Fake veteran targets churches: ‘He's preying on people's heart strings'

A man exposed as a military imposter in a KGW investigation is still trying to trick people into giving him money. His latest target: churches. 

Military impostor still seeking donations None

A man exposed as a military impostor in a KGW investigation has changed his story and he’s still trying to trick people into giving him money. 

In the latest twist, Michele Bocci has been soliciting donations from churches and church members.

“The story might vary a little but it is pretty much the same thing,” explained Dave Hughes, operations pastor at Westside: A Jesus Church in Southwest Portland. “It’s disappointing because you want to help people. You don’t want to be suspicious.”  

KGW investigates: Oregon man claims to be veteran with sad story

Over the past three weeks, roughly a half-dozen churches in Portland, Beaverton and McMinnville reported that Bocci approached them, asking for money.  

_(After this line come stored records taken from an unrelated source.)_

use serde::Serialize;
use crate::domain::models::page::Page;

/// 단건 응답 봉투
#[derive(Debug, Clone, Serialize)]
pub struct SingleResponse<T> {
    pub data: T,
}

impl<T> SingleResponse<T> {
    pub fn new(data: T) -> Self {
        Self { data }
    }
}

/// 목록 응답의 페이지 정보
#[derive(Debug, Clone, PartialEq, Serialize)]
#[serde(rename_all = "camelCase")]
pub struct PageInfo {
    /// 0부터 시작하는 현재 페이지
    pub current_page: u64,
    pub total_page: u64,
    pub total_elements: u64,
    pub page_size: u64,
    pub first: bool,
    pub last: bool,
    pub current_elements: usize,
}

impl<T> From<&Page<T>> for PageInfo {
    fn from(page: &Page<T>) -> Self {
        Self {
            current_page: page.page,
            total_page: page.total_pages(),
            total_elements: page.total_elements,
            page_size: page.size,
            first: page.is_first(),
            last: page.is_last(),
            current_elements: page.content.len(),
        }
    }
}

/// 목록 응답 봉투
#[derive(Debug, Clone, Serialize)]
#[serde(rename_all = "camelCase")]
pub struct MultiResponse<T> {
    pub data: Vec<T>,
    pub page_info: PageInfo,
}

impl<T> From<Page<T>> for MultiResponse<T> {
    fn from(page: Page<T>) -> Self {
        let page_info = PageInfo::from(&page);

        Self {
            data: page.content,
            page_info,
        }
    }
}

#[derive(Debug, Clone, Serialize)]
pub struct MessageResponse {
    pub message: String,
}

impl MessageResponse {
    pub fn new(message: impl Into<String>) -> Self {
        Self { message: message.into() }
    }
}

The 34 year old told a heartbreaking story about being a single father after his wife died.

Pastor Hughes said Bocci claimed he was living in his car with his four-year old daughter named ‘Zoey.’

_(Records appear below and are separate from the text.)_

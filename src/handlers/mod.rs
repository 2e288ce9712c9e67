//! # HTTP Handlers
//!
//! 요청을 서비스 호출로 연결하고 결과를 응답 봉투로 감쌉니다.
//!
//! - [`members`] - 내 정보 조회/수정
//! - [`auth`] - 가입, 로그인, 토큰 재발급, 로그아웃
//! - [`communities`] - 커뮤니티 글 CRUD와 목록 조회

pub mod members;
pub mod auth;
pub mod communities;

“Things weren’t adding up. He wasn’t giving me any information. I asked for his last name, his email, his home address. He wouldn’t give it to me,” explained Hughes, who declined Bocci’s request for money after pressing for answers.

“He works a great story,” explained Pastor Paul Richter of Cedar Mill Bible Church, who also decided not to give Bocci money.  

Bocci told Richter he was a pediatrician who had just moved from Germany to take a job at hospital in Portland. Bocci said the job fell through, so instead he’d accepted a position as a head janitor at a tech company, explained the pastor. 

Bocci told the pastor he was caring for his 3-year-old daughter and needed a loan to buy a car.

“It got really fishy when he started talking about exceptions in our benevolence policy. He knew the policy well. He knew exactly what he wanted,” said Richter.

On February 4, Bocci walked into the free health clinic at the First Baptist Church in McMinnville.  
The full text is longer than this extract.